Misleading data and visualizations
Have you ever looked at a graph and wondered, “What is this trying to tell me?” Or flipped through a report and examined a chart, only to wonder whether the author is trying to hide information?
The questions we ask when we examine data and data visualizations can be crucial to how we understand complicated issues and how we communicate research.
During a recent visit to the Urban Institute, Alberto Cairo, the Knight chair in visual journalism at the University of Miami, spoke about his concept of “graphicacy,” or visual literacy: how we understand data when it is presented in visual means, such as graphs, charts, and infographics. (A recording of Cairo’s talk and a link to his slides can be found on Urban’s events page.)
Cairo believes a literate, numerate, and graphicate citizenry is the best antidote for a world where, in his view, misleading charts, graphs, and data maps run rampant.
Drawing on politics, music, science, health, and justice policy, Cairo showed numerous examples of data being displayed in ways that intentionally or unintentionally mislead the reader.
Take this pair of maps from Andrew Gelman and Deborah Nolan’s book, Teaching Statistics: A Bag of Tricks.
Looking first at the map on the left, you might be inclined to draw a conclusion to explain why the darkened counties—which appear to be in more rural areas—have lower rates of kidney cancer death rates.
Perhaps people who live in rural areas eat different kinds of food? Maybe they are exposed to less pollution than people living in urban areas? Or maybe there are other demographic, biological, or genetic factors at play?
But if you then examine the map on the right, you see that counties with the highest rates of cancer deaths also appear to be rural counties. If your explanation for the first map holds true, can it be true for the second map?
Or is there a simpler explanation? Maybe these counties have fewer people and therefore a small change in the number of people who die from cancer affects the mortality rate more than in more densely populated areas?
Cairo argued that as consumers of data, we need to be more discerning in the conclusions we draw and the statements we make when viewing any data visualization. We should take an additional moment to consider whether the visual makes statistical sense and explore the underlying data. Are the data represented accurately, and are enough data being shown?
Is the designer using the right data and disclosing its origin?
Are you reading too much into the graphic?
Is the data represented accurately?
Is the graphic showing an appropriate amount of data?
Is uncertainty relevant? If so, is it revealed?
Cairo also encouraged thinking about whether uncertainty is relevant to the story being shown. Is it clear, is it obvious, is it important?

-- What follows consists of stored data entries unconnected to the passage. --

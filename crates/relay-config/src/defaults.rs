use camino::Utf8PathBuf;

use crate::logging::LogFormat;

/// Loopback host the server binds to unless overridden.
pub const DEFAULT_HOST: &str = "127.0.0.1";

/// Port the command server listens on unless overridden.
pub const DEFAULT_PORT: u16 = 17890;

/// Default log filter expression used by the binaries.
pub const DEFAULT_LOG_FILTER: &str = "info";

/// Environment variable consulted first when resolving the auth token.
pub const DEFAULT_TOKEN_ENV: &str = "AI_AUTOMATION_TOKEN";

/// Token used when no configured source yields a value.
pub const FALLBACK_TOKEN: &str = "CHANGE_ME";

/// Memory directory, relative to the project root.
pub const DEFAULT_MEMORY_DIR: &str = ".relay/memory";

/// Whitelisted root for self-extension writes, relative to the project root.
pub const DEFAULT_GENERATED_DIR: &str = "Assets/Generated";

/// Owned log filter value used where allocation is required.
#[must_use]
pub fn default_log_filter_string() -> String {
    DEFAULT_LOG_FILTER.to_owned()
}

/// Default logging format for the binaries.
#[must_use]
pub fn default_log_format() -> LogFormat {
    LogFormat::Json
}

/// Memory directory beneath the given project root.
#[must_use]
pub fn default_memory_dir(project_root: &Utf8PathBuf) -> Utf8PathBuf {
    project_root.join(DEFAULT_MEMORY_DIR)
}

/// Generated-code directory beneath the given project root.
#[must_use]
pub fn default_generated_dir(project_root: &Utf8PathBuf) -> Utf8PathBuf {
    project_root.join(DEFAULT_GENERATED_DIR)
}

When election polling results tell us that 45.3 percent of respondents say “No” to a question and 44.5 percent say “Yes”—and the poll’s margin of error is 2.95 percent—we need to think twice before saying the group is leaning toward “No.”
At Urban, we strongly believe that data, facts, and evidence matter. They help us understand complex national and local economic and social problems. Our goal is to use evidence to elevate the debate and to bring data to issues that matter to us. As Cairo writes in his book The Truthful Art, “We should certainly do good with data, but only after we’ve thoroughly made sure that our data is good.”